Balanced Scorecard merupakan matriks pengukuran kinerja yang tidak hanya melibatkan fungsi keuangan. 

Lebih dari itu, matriks ini memiliki tiga perspektif lain yaitu pelanggan (consumer), proses bisnis internal (internal business process), dan perkembangan & pengetahuan (learning & growth).

1. Perspektif keuangan (financial)

Perspektif pertama dan yang paling konvensional adalah keuangan. Di dalam bisnis, keuangan merupakan jantung dari sebuah usaha.

Dalam matriks Balanced Scorecard (BSC), pengusaha dituntut untuk dapat mengukur faktor keberhasilan dan ketidakberhasilan yang berasal dari perspektif keuangan.
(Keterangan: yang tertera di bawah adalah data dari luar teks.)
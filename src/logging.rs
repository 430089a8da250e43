// ABOUTME: Logging configuration and structured logging setup for the visit difficulty server
// ABOUTME: Configures log levels, output formats, and domain event helpers over tracing
//
// SPDX-License-Identifier: MIT OR Apache-2.0
// Copyright (c) 2025 Async-IO.org

//! Structured logging configuration

use crate::config::Environment;
use anyhow::Result;
use serde_json::json;
use std::env;
use std::io;
use tracing::{debug, info, warn, Level as TraceLevel};
use tracing_subscriber::{
    fmt::{self, format::FmtSpan},
    layer::SubscriberExt,
    util::SubscriberInitExt,
    EnvFilter,
};
use visit_core::constants::service_names;
use visit_core::models::{DifficultyAssessment, Horizon};

/// Logging configuration
#[derive(Debug, Clone)]
pub struct LoggingConfig {
    /// Log level (trace, debug, info, warn, error)
    pub level: String,
    /// Output format (json, pretty, compact)
    pub format: LogFormat,
    /// Include source file and line numbers
    pub include_location: bool,
    /// Include span open/close events
    pub include_spans: bool,
    /// Service name for structured logging
    pub service_name: String,
    /// Service version
    pub service_version: String,
    /// Deployment environment
    pub environment: Environment,
}

/// Log output format options
#[derive(Debug, Clone, Copy, PartialEq, Eq)]
pub enum LogFormat {
    /// `JSON` format for production logging
    Json,
    /// Pretty format for development
    Pretty,
    /// Compact format for space-constrained environments
    Compact,
}

impl LogFormat {
    /// Parse a `LOG_FORMAT` value, falling back to pretty output
    #[must_use]
    pub fn parse_or_pretty(value: Option<&str>) -> Self {
        match value.map(str::to_ascii_lowercase).as_deref() {
            Some("json") => Self::Json,
            Some("compact") => Self::Compact,
            _ => Self::Pretty,
        }
    }
}

impl Default for LoggingConfig {
    fn default() -> Self {
        Self {
            level: "info".into(),
            format: LogFormat::Pretty,
            include_location: false,
            include_spans: false,
            service_name: service_names::VISIT_DIFFICULTY_SERVER.into(),
            service_version: env!("CARGO_PKG_VERSION").to_owned(),
            environment: Environment::Development,
        }
    }
}

impl LoggingConfig {
    /// Create logging configuration from environment variables
    #[must_use]
    pub fn from_env() -> Self {
        Self::from_lookup(|key| env::var(key).ok())
    }

    /// Create logging configuration through an arbitrary variable lookup
    #[must_use]
    pub fn from_lookup<F>(lookup: F) -> Self
    where
        F: Fn(&str) -> Option<String>,
    {
        let level = lookup("RUST_LOG").unwrap_or_else(|| "info".into());
        let format = LogFormat::parse_or_pretty(lookup("LOG_FORMAT").as_deref());
        let environment = lookup("ENVIRONMENT")
            .map_or(Environment::Development, |value| {
                Environment::from_str_or_default(&value)
            });

        // Production gets file/line and span events by default
        let is_production = environment.is_production();

        Self {
            level,
            format,
            include_location: is_production || lookup("LOG_INCLUDE_LOCATION").is_some(),
            include_spans: is_production || lookup("LOG_INCLUDE_SPANS").is_some(),
            service_name: lookup("SERVICE_NAME")
                .unwrap_or_else(|| service_names::VISIT_DIFFICULTY_SERVER.into()),
            service_version: env!("CARGO_PKG_VERSION").to_owned(),
            environment,
        }
    }

    /// Build the filter: the configured level plus fixed noise reduction
    #[must_use]
    pub fn env_filter(&self) -> EnvFilter {
        EnvFilter::new(&self.level)
            .add_directive(
                "hyper=warn"
                    .parse()
                    .unwrap_or_else(|_| TraceLevel::WARN.into()),
            )
            .add_directive(
                "tower_http=info"
                    .parse()
                    .unwrap_or_else(|_| TraceLevel::INFO.into()),
            )
    }

    fn span_events(&self) -> FmtSpan {
        if self.include_spans {
            FmtSpan::NEW | FmtSpan::CLOSE
        } else {
            FmtSpan::NONE
        }
    }

    /// Initialize the global tracing subscriber
    ///
    /// # Errors
    ///
    /// Returns an error if a global subscriber is already installed
    pub fn init(&self) -> Result<()> {
        let registry = tracing_subscriber::registry().with(self.env_filter());

        match self.format {
            LogFormat::Json => {
                let json_layer = fmt::layer()
                    .with_file(self.include_location)
                    .with_line_number(self.include_location)
                    .with_target(true)
                    .with_writer(io::stdout)
                    .with_span_events(self.span_events())
                    .json();

                registry.with(json_layer).try_init()?;
            }
            LogFormat::Pretty => {
                let pretty_layer = fmt::layer()
                    .with_file(self.include_location)
                    .with_line_number(self.include_location)
                    .with_target(true)
                    .with_writer(io::stdout)
                    .with_span_events(self.span_events());

                registry.with(pretty_layer).try_init()?;
            }
            LogFormat::Compact => {
                let compact_layer = fmt::layer()
                    .compact()
                    .with_file(false)
                    .with_line_number(false)
                    .with_target(false)
                    .with_writer(io::stdout)
                    .with_span_events(FmtSpan::NONE);

                registry.with(compact_layer).try_init()?;
            }
        }

        self.log_startup_info();

        Ok(())
    }

    /// Log structured startup information
    fn log_startup_info(&self) {
        info!(
            service.name = %self.service_name,
            service.version = %self.service_version,
            environment = %self.environment,
            log.level = %self.level,
            log.format = ?self.format,
            "Visit difficulty server starting up"
        );

        let config_summary = json!({
            "service": {
                "name": self.service_name,
                "version": self.service_version,
                "environment": self.environment
            },
            "logging": {
                "level": self.level,
                "format": format!("{:?}", self.format),
                "features": {
                    "location": self.include_location,
                    "spans": self.include_spans
                }
            }
        });

        info!("Configuration loaded: {}", config_summary);
    }
}

/// Initialize logging from environment
///
/// # Errors
///
/// Returns an error if logging initialization fails
pub fn init_from_env() -> Result<()> {
    LoggingConfig::from_env().init()
}

/// Domain event logging helpers
pub struct AppLogger;

impl AppLogger {
    /// Log one scored reading
    pub fn log_assessment(area_id: &str, horizon: Horizon, assessment: &DifficultyAssessment) {
        debug!(
            area.id = %area_id,
            horizon = ?horizon,
            difficulty.score = assessment.score,
            difficulty.level = %assessment.level,
            "Difficulty assessed"
        );
    }

    /// Log a failed provider call
    pub fn log_provider_failure(area_id: &str, provider: &str, horizon: Horizon, error: &str) {
        warn!(
            area.id = %area_id,
            provider = %provider,
            horizon = ?horizon,
            error = %error,
            "Signal provider failed"
        );
    }
}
Misalnya, arus kas, liabilitas, laba atas modal, pertumbuhan penjualan, hingga laba-rugi. 

Melalui perspektif keuangan, pengusaha mampu membuat paket strategi seperti strategi pendapatan, penetapan harga, risiko hingga biaya yang dapat memandu pengusaha dalam mengambil langkah strategis perusahaan secara keseluruhan.

Selain itu, perspektif keuangan yang dimaksud juga berarti perspektif bisnis yang sedang dijalankan di mata shareholders atau investor.

Apakah dari segi keuangan perusahaan yang sedang dijalankan dalam keadaan sehat atau tidak? Apakah layak didukung oleh investor atau tidak?

2. Perspektif Konsumen (Consumer)

Menurut catatan David Norton dan Robert Kaplan, dalam mengukur perspektif konsumen ada empat hal yang perlu diperhatikan yaitu waktu, kualitas, kinerja, pelayanan, dan biaya.

  • Secara umum, waktu yang dimaksud adalah seberapa lama produk dibuat atau dipesan hingga sampai ke tangan konsumen.
  • Bagi produk baru, waktu yang dimaksud adalah seberapa lama waktu yang dibutuhkan agar produk tersebut dapat dibeli konsumen atau masuk ke dalam pasar.
  • Kualitas yang dimaksud adalah ketahanan produk atau ketepatan waktu dan bentuk dalam mengirimkan produk yang akan diterima oleh konsumen.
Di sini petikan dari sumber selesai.